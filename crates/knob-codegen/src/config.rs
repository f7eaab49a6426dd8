//! Generation settings.

use crate::dialect::DialectKind;

/// Settings for one generation run.
#[derive(Debug, Clone, PartialEq, Eq)]
pub struct CodegenConfig {
    pub dialect: DialectKind,
    /// Label written to the `//  Script:` provenance line.
    pub script: String,
    /// Extra span an enum may have before its validator switches from range
    /// checks to an exhaustive `switch`. Sparse iff `span > count + slack`.
    pub sparse_slack: u64,
}

impl Default for CodegenConfig {
    fn default() -> Self {
        Self {
            dialect: DialectKind::Generic,
            script: "knobgen".to_string(),
            sparse_slack: 0,
        }
    }
}

impl CodegenConfig {
    pub fn with_dialect(mut self, dialect: DialectKind) -> Self {
        self.dialect = dialect;
        self
    }
}
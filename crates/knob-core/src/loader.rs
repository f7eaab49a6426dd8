//! Schema file parsing (`.toml` / `.json`).
//!
//! A schema file declares enums, structs, and knobs:
//!
//! ```toml
//! [[enums]]
//! name = "FanMode"
//! values = [{ name = "Quiet", number = 0 }, { name = "Turbo", number = 2 }]
//!
//! [[structs]]
//! name = "FanPoint"
//! members = [{ name = "temp", format = "uint8_t", max = 100 }]
//!
//! [[knobs]]
//! name = "power_limit_watts"
//! namespace = "8c7a7f4e-3b9b-4f25-9a52-5d9e0d3a4c11"
//! format = "uint16_t"
//! default = 250
//! max = 300
//! ```

use std::collections::HashSet;
use std::path::Path;

use serde::{Deserialize, Serialize};
use uuid::Uuid;

use crate::error::{Result, SchemaError};
use crate::schema::{is_c_identifier, EnumDef, EnumValue, Knob, Schema, StructDef, StructMember};
use crate::types::{Scalar, ValueFormat};

/// The raw contents of a schema file, before name resolution.
#[derive(Debug, Clone, Default, Serialize, Deserialize)]
pub struct SchemaFile {
    #[serde(default)]
    pub enums: Vec<EnumEntry>,
    #[serde(default)]
    pub structs: Vec<StructEntry>,
    #[serde(default)]
    pub knobs: Vec<KnobEntry>,
}

#[derive(Debug, Clone, Serialize, Deserialize)]
pub struct EnumEntry {
    pub name: String,
    #[serde(default)]
    pub help: Option<String>,
    #[serde(default)]
    pub values: Vec<EnumValueEntry>,
}

#[derive(Debug, Clone, Serialize, Deserialize)]
pub struct EnumValueEntry {
    pub name: String,
    pub number: i64,
    #[serde(default)]
    pub help: Option<String>,
}

#[derive(Debug, Clone, Serialize, Deserialize)]
pub struct StructEntry {
    pub name: String,
    #[serde(default)]
    pub help: Option<String>,
    #[serde(default)]
    pub members: Vec<MemberEntry>,
}

#[derive(Debug, Clone, Serialize, Deserialize)]
pub struct MemberEntry {
    pub name: String,
    pub format: String,
    #[serde(default = "default_count")]
    pub count: u32,
    #[serde(default)]
    pub min: Option<toml::Value>,
    #[serde(default)]
    pub max: Option<toml::Value>,
    #[serde(default)]
    pub help: Option<String>,
}

fn default_count() -> u32 {
    1
}

#[derive(Debug, Clone, Serialize, Deserialize)]
pub struct KnobEntry {
    pub name: String,
    #[serde(default)]
    pub help: Option<String>,
    pub namespace: Uuid,
    pub format: String,
    #[serde(default)]
    pub default: Option<toml::Value>,
    #[serde(default)]
    pub min: Option<toml::Value>,
    #[serde(default)]
    pub max: Option<toml::Value>,
}

impl Schema {
    /// Parse a TOML schema. `source` is kept for provenance comments.
    pub fn parse_toml(input: &str, source: &str) -> Result<Self> {
        let file: SchemaFile = toml::from_str(input)?;
        file.resolve(source)
    }

    /// Parse a JSON schema. `source` is kept for provenance comments.
    pub fn parse_json(input: &str, source: &str) -> Result<Self> {
        let file: SchemaFile = serde_json::from_str(input)?;
        file.resolve(source)
    }

    /// Load a schema file, choosing the parser by extension.
    pub fn load(path: &Path) -> Result<Self> {
        let content = std::fs::read_to_string(path)?;
        let source = path.display().to_string();
        match path.extension().and_then(|e| e.to_str()) {
            Some("toml") => Self::parse_toml(&content, &source),
            Some("json") => Self::parse_json(&content, &source),
            _ => Err(SchemaError::UnsupportedFile {
                path: path.to_path_buf(),
            }),
        }
    }
}

impl SchemaFile {
    /// Resolve format names, expand sub-knobs, and read defaults and bounds.
    ///
    /// Every name must be a C identifier, declared bounds must be ordered,
    /// and defaults must lie inside each leaf's effective bounds.
    pub fn resolve(self, source: &str) -> Result<Schema> {
        let mut schema = Schema {
            source: source.to_string(),
            ..Default::default()
        };

        // Enums and structs share the C type namespace.
        let mut type_names = HashSet::new();
        for entry in &self.enums {
            check_name("enum", &entry.name)?;
            if !type_names.insert(entry.name.clone()) {
                return Err(duplicate("type", &entry.name));
            }
        }
        for entry in &self.structs {
            check_name("struct", &entry.name)?;
            if !type_names.insert(entry.name.clone()) {
                return Err(duplicate("type", &entry.name));
            }
        }

        for entry in self.enums {
            let mut member_names = HashSet::new();
            for value in &entry.values {
                check_name("enum member", &value.name)?;
                if !member_names.insert(value.name.as_str()) {
                    let ident = format!("{}_{}", entry.name, value.name);
                    return Err(duplicate("enum member", &ident));
                }
            }
            schema.enums.push(EnumDef {
                name: entry.name,
                help: entry.help,
                values: entry
                    .values
                    .into_iter()
                    .map(|v| EnumValue {
                        name: v.name,
                        number: v.number,
                        help: v.help,
                    })
                    .collect(),
            });
        }

        let enum_names: HashSet<String> = schema.enums.iter().map(|e| e.name.clone()).collect();
        let struct_names: HashSet<String> = self.structs.iter().map(|s| s.name.clone()).collect();
        let mut structs = Vec::with_capacity(self.structs.len());
        for entry in &self.structs {
            let mut members = Vec::with_capacity(entry.members.len());
            for member in &entry.members {
                check_name("struct member", &member.name)?;
                if member.count == 0 {
                    return Err(SchemaError::ZeroCount {
                        structure: entry.name.clone(),
                        member: member.name.clone(),
                    });
                }
                let context = format!("member '{}.{}'", entry.name, member.name);
                let format = resolve_format(&member.format, &enum_names, &struct_names, &context)?;
                members.push(StructMember {
                    name: member.name.clone(),
                    format,
                    count: member.count,
                    min: None,
                    max: None,
                    help: member.help.clone(),
                });
            }
            structs.push(StructDef {
                name: entry.name.clone(),
                help: entry.help.clone(),
                members,
            });
        }
        schema.structs = structs;
        check_acyclic(&schema)?;

        // Bounds need the resolved schema to read values.
        for (index, entry) in self.structs.iter().enumerate() {
            for (member_index, member) in entry.members.iter().enumerate() {
                let format = schema.structs[index].members[member_index].format.clone();
                let min = member
                    .min
                    .as_ref()
                    .map(|v| schema.bound_from_toml(&format, v))
                    .transpose()?;
                let max = member
                    .max
                    .as_ref()
                    .map(|v| schema.bound_from_toml(&format, v))
                    .transpose()?;
                check_order(&format!("member '{}.{}'", entry.name, member.name), min, max)?;
                let resolved = &mut schema.structs[index].members[member_index];
                resolved.min = min;
                resolved.max = max;
            }
        }

        let mut knob_names = HashSet::new();
        for entry in self.knobs {
            check_name("knob", &entry.name)?;
            if entry.name == "MAX" {
                return Err(SchemaError::ReservedName { name: entry.name });
            }
            if !knob_names.insert(entry.name.clone()) {
                return Err(duplicate("knob", &entry.name));
            }
            let context = format!("knob '{}'", entry.name);
            let format = resolve_format(&entry.format, &enum_names, &struct_names, &context)?;
            let default = match &entry.default {
                Some(value) => schema.value_from_toml(&format, value)?,
                None => schema.zero_value(&format)?,
            };
            let (min, max) = match format {
                ValueFormat::Struct(_) => (None, None),
                _ => (
                    entry
                        .min
                        .as_ref()
                        .map(|v| schema.bound_from_toml(&format, v))
                        .transpose()?,
                    entry
                        .max
                        .as_ref()
                        .map(|v| schema.bound_from_toml(&format, v))
                        .transpose()?,
                ),
            };
            check_order(&context, min, max)?;
            let subknobs = schema.expand_subknobs(&entry.name, &format, min, max)?;
            let knob = Knob {
                name: entry.name,
                help: entry.help,
                namespace: entry.namespace,
                format,
                default,
                subknobs,
            };
            knob.check_bounds(&schema, &knob.default)?;
            schema.knobs.push(knob);
        }

        tracing::debug!(
            source,
            enums = schema.enums.len(),
            structs = schema.structs.len(),
            knobs = schema.knobs.len(),
            "resolved schema"
        );
        Ok(schema)
    }
}

fn duplicate(kind: &'static str, name: &str) -> SchemaError {
    SchemaError::DuplicateName {
        kind,
        name: name.to_string(),
    }
}

fn check_name(kind: &'static str, name: &str) -> Result<()> {
    if is_c_identifier(name) {
        Ok(())
    } else {
        Err(SchemaError::InvalidName {
            kind,
            name: name.to_string(),
        })
    }
}

fn check_order(context: &str, min: Option<Scalar>, max: Option<Scalar>) -> Result<()> {
    match (min, max) {
        (Some(min), Some(max)) if !min.at_most(&max) => Err(SchemaError::InvertedBounds {
            context: context.to_string(),
            min: min.to_string(),
            max: max.to_string(),
        }),
        _ => Ok(()),
    }
}

fn resolve_format(
    name: &str,
    enums: &HashSet<String>,
    structs: &HashSet<String>,
    context: &str,
) -> Result<ValueFormat> {
    if let Some(builtin) = ValueFormat::builtin(name) {
        Ok(builtin)
    } else if enums.contains(name) {
        Ok(ValueFormat::Enum(name.to_string()))
    } else if structs.contains(name) {
        Ok(ValueFormat::Struct(name.to_string()))
    } else {
        Err(SchemaError::UnknownFormat {
            name: name.to_string(),
            context: context.to_string(),
        })
    }
}

/// Reject structs that contain themselves.
fn check_acyclic(schema: &Schema) -> Result<()> {
    fn visit<'a>(
        schema: &'a Schema,
        name: &'a str,
        stack: &mut Vec<&'a str>,
        done: &mut HashSet<&'a str>,
    ) -> Result<()> {
        if done.contains(name) {
            return Ok(());
        }
        if stack.contains(&name) {
            return Err(SchemaError::RecursiveStruct {
                name: name.to_string(),
            });
        }
        stack.push(name);
        if let Some(def) = schema.find_struct(name) {
            for member in &def.members {
                if let ValueFormat::Struct(inner) = &member.format {
                    visit(schema, inner, stack, done)?;
                }
            }
        }
        stack.pop();
        done.insert(name);
        Ok(())
    }

    let mut done = HashSet::new();
    for def in &schema.structs {
        visit(schema, &def.name, &mut Vec::new(), &mut done)?;
    }
    Ok(())
}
※ ※ ※
- Exercise requirements -
Reproduce the entries above exactly, starting at their first line and finishing with the line that contains "pub struct CodegenConfig".

- Result of this task -
filename crates/knob-codegen/src/config.rs
repository f7eaab49a6426dd8
//! Generation settings.

use crate::dialect::DialectKind;

/// Settings for one generation run.
#[derive(Debug, Clone, PartialEq, Eq)]
pub struct CodegenConfig {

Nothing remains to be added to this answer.